Course resource
Staying Current
A system for keeping up that does not consume your week or leave you anxious.
The problem
AI news is produced faster than anyone can read it, most of it is noise, and the volume creates a background sense that you are falling behind. That feeling is not information — it is the by-product of an industry that benefits from your attention.
You need surprisingly little to stay genuinely current.
The principle
Follow capabilities, not releases.
A new model version is not news. "Models can now reliably do X" is news, because it changes what you should build. Most of what crosses your feed is the former dressed as the latter.
The test for any announcement: does this change something I would do differently tomorrow? Almost always no.
The weekly fifteen minutes
One slot. That is the whole system.
1. Skim two sources. Two, not ten. (5 min)
2. Ask: did anything change what I should build or stop doing? (2 min)
3. Log anything that did. (1 min)
4. Review my own automations — anything misbehaving? (5 min)
5. Note any task I did 3+ times this week that could be automated. (2 min)
Step 4 is the one that pays. Your own systems drifting is more consequential than anything in the news.
Choosing two sources
Pick two you will actually read. Criteria:
- Filters rather than aggregates. You want someone with judgement, not a firehose.
- Says when something does not matter. A source that hypes everything is useless.
- Matches your level. Research summaries are not useful if you are not doing research.
Two suggestions to start, both daily and both brief: therundown.ai and bensbites.io. Replace either if it stops earning the slot.
Unsubscribe from the rest. Seriously. The marginal value of source three is near zero and the cost is real.
The quarterly hour
Once a quarter, not weekly:
- Re-test your automations. Models change under the same name — your prompts may be silently degrading.
- Review your tool stack. What are you paying for and not using?
- Check the Tool Radar — has anything you rely on been superseded?
- Update your Digital Twin.
- Turn something off. There is always something.
- Re-read your own notes. You have forgotten half of what you learned.
The experiment log
The only reliable way to know whether something is useful is to try it on your own work.

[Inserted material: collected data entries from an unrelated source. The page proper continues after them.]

//! sensbar-types: Shared data types for the sensbar status generator.
//!
//! This crate contains pure data types (blocks, the protocol header, module
//! configuration) shared by the engine and the built-in modules. It has no
//! runtime dependencies beyond serde, making it the foundation layer.

pub mod block;
pub mod color;
pub mod declaration;
pub mod module_config;
pub mod module_configs;
pub mod protocol;

// Re-export commonly used types at the crate root for convenience
pub use block::{Align, Block, Markup, Separator};
pub use color::gradient_color;
pub use declaration::ModuleDeclaration;
pub use module_config::ModuleConfig;
pub use module_configs::BaseModuleConfig;
pub use protocol::{ProtocolHeader, PROTOCOL_VERSION};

| Date | What I tried | On what task | Better than my current approach? | Keeping it? |
|---|---|---|---|---|
One experiment a fortnight is plenty. The discipline is trying it on a real task, not a demo — a tool that impresses in a demo and fails on your actual work is worse than no tool.
What to ignore
- Benchmarks and leaderboards. They move weekly and rarely change what you should do.
- Model version numbers. Capability matters; the number does not.

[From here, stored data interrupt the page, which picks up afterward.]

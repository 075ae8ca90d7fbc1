//! Battery module configuration.

use super::BaseModuleConfig;
use crate::module_config::ModuleConfig;

/// Which battery figure to show
#[derive(Debug, Clone, Copy, PartialEq, Eq, Default)]
pub enum BatteryAttribute {
    #[default]
    Percent,
    State,
}

/// Battery module configuration
#[derive(Debug, Clone, PartialEq, Default)]
pub struct BatteryConfig {
    pub base: BaseModuleConfig,
    pub attribute: BatteryAttribute,
}

impl BatteryConfig {
    pub fn from_config(config: &ModuleConfig) -> Self {
        let attribute = match config.get_str("attribute", "percent").as_str() {
            "percent" => BatteryAttribute::Percent,
            "state" => BatteryAttribute::State,
            other => {
                log::warn!("Unknown battery attribute '{}', using percent", other);
                BatteryAttribute::Percent
            }
        };

        Self {
            base: BaseModuleConfig::from_config(config),
            attribute,
        }
    }
}
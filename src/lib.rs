//! sensbar: an i3bar status line generator.
//!
//! The engine lives in `sensbar-core` and the built-in modules in
//! `sensbar-sources`; this crate adds the configuration file and the binary.

pub mod config;

pub use sensbar_core as core;
pub use sensbar_sources as sources;
pub use sensbar_types as types;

- Anything predicting a date for AGI. Nobody knows, and it changes nothing about Tuesday.
- Threads promising "10 AI tools that will change everything". They are the same ten tools.
- Anyone claiming a technique is "dead". Prompting was declared dead annually and remains the main interface.
What to pay attention to
- Capability thresholds crossed — something unreliable becoming reliable
- Price changes — they shift what is economic to automate at volume
- Deprecations — a model you depend on being retired
- Standards — things like MCP that change how tools connect
- Regulation in your jurisdiction — it changes what you may do
- Failures reported by people doing your kind of work — the most useful and least amplified category
The anxiety part
Most people in this course will feel, at some point, that everyone else is further ahead. A few things that are true:
The gap between knowing about a tool and using it well is large, and most people are on the near side of it. Reading about agents is common; running one in production is rare.
Depth beats breadth. Someone who uses two tools extremely well is more capable than someone who has tried thirty.
The fundamentals barely move. Context, constraints, verification and judgement have applied to every model released since this course was written and will apply to the next ones.
Nobody is keeping up. The people who appear to be are specialising narrowly and ignoring the rest, which is the correct strategy.
Your setup
| My two sources | |
| My weekly slot (day and time) | |
| My quarterly slot | |
| Where my experiment log lives | |
| Last quarterly review |
Put the weekly slot in the calendar now. A system that depends on remembering is not a system.